| First Author | Sah SK | Year | 2017 |
| Journal | Biochem Biophys Res Commun | Volume | 493 |
| Issue | 1 | Pages | 731-736 |
| PubMed ID | 28865961 | Mgi Jnum | J:307498 |
| Mgi Id | MGI:6710465 | Doi | 10.1016/j.bbrc.2017.08.122 |
| Citation | Sah SK, et al. (2017) Effect of high-fat diet on cognitive impairment in triple-transgenic mice model of Alzheimer's disease. Biochem Biophys Res Commun 493(1):731-736 |
| abstractText | High-fat diet (HFD)-induced obesity is a risk factor for cognitive impairment in Alzheimer's disease (AD).
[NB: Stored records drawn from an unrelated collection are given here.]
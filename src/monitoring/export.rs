//! Metric export formats

use super::error::MonitoringResult;
use super::metrics::Metric;
use serde::{Deserialize, Serialize};
use std::collections::BTreeMap;

/// Export format for recorded metrics
#[derive(Debug, Clone, Copy, Serialize, Deserialize, PartialEq, Eq)]
#[serde(rename_all = "lowercase")]
pub enum ExportFormat {
    Json,
    Csv,
}

impl ExportFormat {
    pub fn extension(&self) -> &str {
        match self {
            ExportFormat::Json => "json",
            ExportFormat::Csv => "csv",
        }
    }

    pub fn mime_type(&self) -> &str {
        match self {
            ExportFormat::Json => "application/json",
            ExportFormat::Csv => "text/csv",
        }
    }
}

/// Render metric series, keyed by name
pub fn export_metrics(
    series: &BTreeMap<String, Vec<Metric>>,
    format: ExportFormat,
) -> MonitoringResult<String> {
    match format {
        ExportFormat::Json => Ok(serde_json::to_string_pretty(series)?),
        ExportFormat::Csv => Ok(export_csv(series)),
    }
}

fn export_csv(series: &BTreeMap<String, Vec<Metric>>) -> String {
    let mut csv = String::from("timestamp,name,type,value,labels\n");

    for metric in series.values().flatten() {
        let mut labels: Vec<String> = metric
            .labels
            .iter()
            .map(|(k, v)| format!("{}={}", k, v))
            .collect();
        labels.sort();

        csv.push_str(&format!(
            "{},{},{},{},{}\n",
            metric.timestamp.to_rfc3339(),
            escape_csv(&metric.name),
            metric.metric_type,
            metric.value,
            escape_csv(&labels.join(";"))
        ));
    }

    csv
}

fn escape_csv(field: &str) -> String {
    if field.contains([',', '"', '\n']) {
        format!("\"{}\"", field.replace('"', "\"\""))
    } else {
        field.to_string()
    }
}

#[cfg(test)]
mod tests {
    use super::*;
    use crate::monitoring::metrics::MetricType;
    use chrono::Utc;
    use std::collections::HashMap;

    fn series() -> BTreeMap<String, Vec<Metric>> {
        let mut labels = HashMap::new();
        labels.insert("queue".to_string(), "jobs".to_string());
        labels.insert("agent_id".to_string(), "a,1".to_string());

        let mut map = BTreeMap::new();
        map.insert(
            "messages_sent".to_string(),
            vec![Metric {
                name: "messages_sent".to_string(),
                metric_type: MetricType::Counter,
                value: 1.0,
                labels,
                timestamp: Utc::now(),
                metadata: HashMap::new(),
            }],
        );
        map
    }

    #[test]
    fn test_csv_export() {
        let csv = export_metrics(&series(), ExportFormat::Csv).unwrap();
        let lines: Vec<&str> = csv.lines().collect();
        assert_eq!(lines[0], "timestamp,name,type,value,labels");
        assert_eq!(lines.len(), 2);
        assert!(lines[1].contains(",messages_sent,counter,1,"));
        assert!(lines[1].ends_with("\"agent_id=a,1;queue=jobs\""));
    }

    #[test]
    fn test_json_export() {
        let json = export_metrics(&series(), ExportFormat::Json).unwrap();
        let value: serde_json::Value = serde_json::from_str(&json).unwrap();
        assert_eq!(value["messages_sent"][0]["value"], 1.0);
        assert_eq!(value["messages_sent"][0]["metric_type"], "counter");
    }
}
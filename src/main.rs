use clap::Parser;
use omni_orchestrator::{
    config::Config,
    events::EventBus,
    monitoring::{HealthCheck, HealthStatus, MonitoringSystem},
    queue::{init_queue_metrics, QueueManager},
};
use std::path::PathBuf;
use std::sync::Arc;
use tracing_subscriber::{layer::SubscriberExt, util::SubscriberInitExt, EnvFilter};

#[derive(Parser)]
#[command(name = "omni-orchestrator")]
#[command(about = "In-process message queue and monitoring orchestrator", long_about = None)]
#[command(version)]
struct Cli {
    /// Configuration file layered over the built-in defaults
    #[arg(short, long, env = "CONFIG_PATH")]
    config: Option<PathBuf>,

    /// Emit logs as JSON
    #[arg(long)]
    json_logs: bool,

    /// Log level used when RUST_LOG is unset
    #[arg(short, long)]
    log_level: Option<String>,
}

#[tokio::main]
async fn main() -> anyhow::Result<()> {
    let cli = Cli::parse();

    // Load configuration before logging so the log settings apply
    let config = Config::load(cli.config.as_deref()).unwrap_or_else(|e| {
        eprintln!("Failed to load configuration: {}", e);
        eprintln!("Using default configuration");
        Config::default()
    });

    init_tracing(&cli, &config);

    tracing::info!("Starting Omni Orchestrator v{}", env!("CARGO_PKG_VERSION"));

    if config.observability.prometheus_enabled {
        init_queue_metrics();
        tracing::info!("Prometheus queue metrics initialized");
    } else {
        tracing::info!("Prometheus queue metrics disabled in configuration");
    }

    let events = EventBus::new(config.events.capacity);

    let monitoring = Arc::new(MonitoringSystem::new(config.monitoring.clone(), events.clone()));
    monitoring.start().await?;
    tracing::info!("Monitoring system initialized");

    let queue_manager = Arc::new(QueueManager::new(
        config.queue.clone(),
        monitoring.clone(),
        events.clone(),
    ));
    queue_manager.init().await?;
    tracing::info!(
        queues = config.queue.queues.len(),
        "Queue manager initialized"
    );

    monitoring.record_health_check(
        HealthCheck::new("queue_manager", HealthStatus::Healthy)
            .with_message(format!("{} queues registered", queue_manager.list_queues().len())),
    );

    tracing::info!("Press Ctrl+C to shutdown");
    tokio::signal::ctrl_c().await?;
    tracing::info!("Shutdown signal received");

    tracing::info!("Shutting down gracefully...");
    queue_manager.shutdown().await?;
    monitoring.shutdown().await?;
    Ok(())
}

fn init_tracing(cli: &Cli, config: &Config) {
    let level = cli
        .log_level
        .clone()
        .unwrap_or_else(|| config.observability.log_level.clone());
    let filter = EnvFilter::try_from_default_env()
        .unwrap_or_else(|_| format!("omni_orchestrator={}", level).into());

    if cli.json_logs || config.observability.json_logs {
        tracing_subscriber::registry()
            .with(filter)
            .with(tracing_subscriber::fmt::layer().json())
            .init();
    } else {
        tracing_subscriber::registry()
            .with(filter)
            .with(tracing_subscriber::fmt::layer())
            .init();
    }
}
It has been reported that two typical neuropathological markers of AD, beta-amyloid (Abeta) peptide and hyperphosphorylated protein tau can cause neuronal apoptosis via oxidative stress, which ultimately leads to cognitive dysfunction. In this study, we tried to explore the molecular pathway underlying memory impairment in young AD transgenic mice model in response to HFD. We maintained non-transgenic control mice (non-Tg) and triple transgenic AD (3xTg-AD) mice aged 8 weeks on either normal diet (ND) containing 10% fat or HFD (60% fat) for 16 weeks. Cognitive functions were evaluated by Morris water maze and Y-maze tests. Behavioral tests showed a significant memory impairment in 3xTg-AD mice fed with HFD. HFD did not alter the levels of Abeta and phospho-tau protein in the cortical region regardless of groups. However, 3xTg-AD mice fed with HFD exhibited increased neuronal oxidative stress and apoptosis as assessed by augmentation of lipid peroxidation, activation of caspase-3 and elevated ratio of Bax/Bcl-2. Furthermore, HFD markedly reduced the activation of redox-sensitive transcription factor NF-E2-related factor 2 (Nrf2) by suppressing its up-stream regulatory protein kinase B/Akt as well as down-stream targets such as heme oxygenase-1 and manganese superoxide dismutase in these mice. Our findings suggest that HFD may accelerate cognitive impairment by enhancing oxidative stress and aggravating neuronal apoptosis via inactivation of Nrf2 signaling pathway. |